Fifth, the social interaction models have responded to critiques of the health belief model by placing more emphasis on the reciprocal and interactional nature of the dentist-patient relationship. Empirical support for this model, however, is sparse. Few empirical attempts have incorporated both the health belief and social interactional models in researching oral health disparities, particularly in studying the underlying dimension of social distance in relation to the cause of under-use among vulnerable minority populations.

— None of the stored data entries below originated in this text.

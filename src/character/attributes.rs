use crate::core::constants::NUM_STATS;
use serde::{Deserialize, Serialize};

#[derive(Debug, Clone, Copy, Serialize, Deserialize, PartialEq, Eq, Hash)]
pub enum StatType {
    Vitality,
    Strength,
    Agility,
    Speed,
    Dexterity,
    Luck,
}

impl StatType {
    pub fn all() -> [StatType; NUM_STATS] {
        [
            StatType::Vitality,
            StatType::Strength,
            StatType::Agility,
            StatType::Speed,
            StatType::Dexterity,
            StatType::Luck,
        ]
    }

    pub fn abbrev(&self) -> &str {
        match self {
            StatType::Vitality => "VIT",
            StatType::Strength => "STR",
            StatType::Agility => "AGI",
            StatType::Speed => "SPD",
            StatType::Dexterity => "DEX",
            StatType::Luck => "LUK",
        }
    }

    pub fn index(&self) -> usize {
        match self {
            StatType::Vitality => 0,
            StatType::Strength => 1,
            StatType::Agility => 2,
            StatType::Speed => 3,
            StatType::Dexterity => 4,
            StatType::Luck => 5,
        }
    }
}

/// Base stat block of a wanderer: VIT, STR, AGI, SPD, DEX, LUK.
#[derive(Debug, Clone, Copy, Serialize, Deserialize, PartialEq, Eq)]
pub struct Stats {
    values: [u32; NUM_STATS],
}

impl Default for Stats {
    fn default() -> Self {
        Self::new(5)
    }
}

impl Stats {
    pub fn new(value: u32) -> Self {
        Self {
            values: [value; NUM_STATS],
        }
    }

    pub fn from_values(vit: u32, str: u32, agi: u32, spd: u32, dex: u32, luk: u32) -> Self {
        Self {
            values: [vit, str, agi, spd, dex, luk],
        }
    }

    pub fn get(&self, stat: StatType) -> u32 {
        self.values[stat.index()]
    }

    pub fn set(&mut self, stat: StatType, value: u32) {
        self.values[stat.index()] = value;
    }

    pub fn increment(&mut self, stat: StatType) {
        self.values[stat.index()] = self.values[stat.index()].saturating_add(1);
    }

    pub fn vit(&self) -> u32 {
        self.get(StatType::Vitality)
    }

    pub fn str(&self) -> u32 {
        self.get(StatType::Strength)
    }

    pub fn agi(&self) -> u32 {
        self.get(StatType::Agility)
    }

    pub fn spd(&self) -> u32 {
        self.get(StatType::Speed)
    }

    pub fn dex(&self) -> u32 {
        self.get(StatType::Dexterity)
    }

    pub fn luk(&self) -> u32 {
        self.get(StatType::Luck)
    }
}

#[cfg(test)]
mod tests {
    use super::*;

    #[test]
    fn test_from_values_order() {
        let stats = Stats::from_values(1, 2, 3, 4, 5, 6);
        assert_eq!(stats.vit(), 1);
        assert_eq!(stats.str(), 2);
        assert_eq!(stats.agi(), 3);
        assert_eq!(stats.spd(), 4);
        assert_eq!(stats.dex(), 5);
        assert_eq!(stats.luk(), 6);
    }

    #[test]
    fn test_get_set_increment() {
        let mut stats = Stats::new(5);
        stats.set(StatType::Speed, 9);
        assert_eq!(stats.get(StatType::Speed), 9);
        stats.increment(StatType::Speed);
        assert_eq!(stats.spd(), 10);
    }

    #[test]
    fn test_increment_saturates() {
        let mut stats = Stats::new(u32::MAX);
        stats.increment(StatType::Luck);
        assert_eq!(stats.luk(), u32::MAX);
    }

    #[test]
    fn test_all_indices_unique() {
        let mut seen = [false; NUM_STATS];
        for stat in StatType::all() {
            assert!(!seen[stat.index()]);
            seen[stat.index()] = true;
        }
    }
}
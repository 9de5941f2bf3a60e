//! Utility modules: save files.

pub mod persistence;

pub use persistence::{SaveError, SaveManager};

Finally, most of the published models concentrate on dental care as the major determinant of oral health and oral health disparities. Hay and colleagues, in an application of the Grossman model described above, reported analyses showing that number of dental visits had a negative effect on the number of decayed teeth, demonstrating a beneficial effect of dental care [61
]. Number of visits was related positively to oral hygiene but was not significant statistically. These results must be regarded as tentative, however, because of the study's small sample size. Newhouse and Friedlander found no association between the prevalence of periodontal disease and an area's dental resources, measured by the dentist-population ratio, in 39 areas of the U.S. [62
]. Weinstein and colleagues found no relationship between time spent with dental hygienists and levels of oral plaque and inflammation [63
]. Moreover, education efforts toward patients were inversely related to the level of the problems presented. That is, healthier patients received more attention, and patients with more problems received less attention [64
Dental care, particularly preventive dental care, is an extremely important determinant of oral health inequality. Less is known about the broader social and cultural determinants that influence oral health practices, the values and beliefs about teeth, mouth, and face, and how these values, beliefs, and practices vary across different social and cultural groups. Dental care and dental insurance are not the major determinants of oral health disparities [65
]. Concentrating only on providing access to dental care may detract from the more powerful effects of social stratification, power differentials, and the understanding of different cultures and their beliefs and practices that contribute to oral health. Broadening the scope of the conceptual framework is intended to open the door to new and different channels for intervening, while recognizing that professional care is necessary throughout life to maintain good oral health and to benefit from evidence-based technological advances.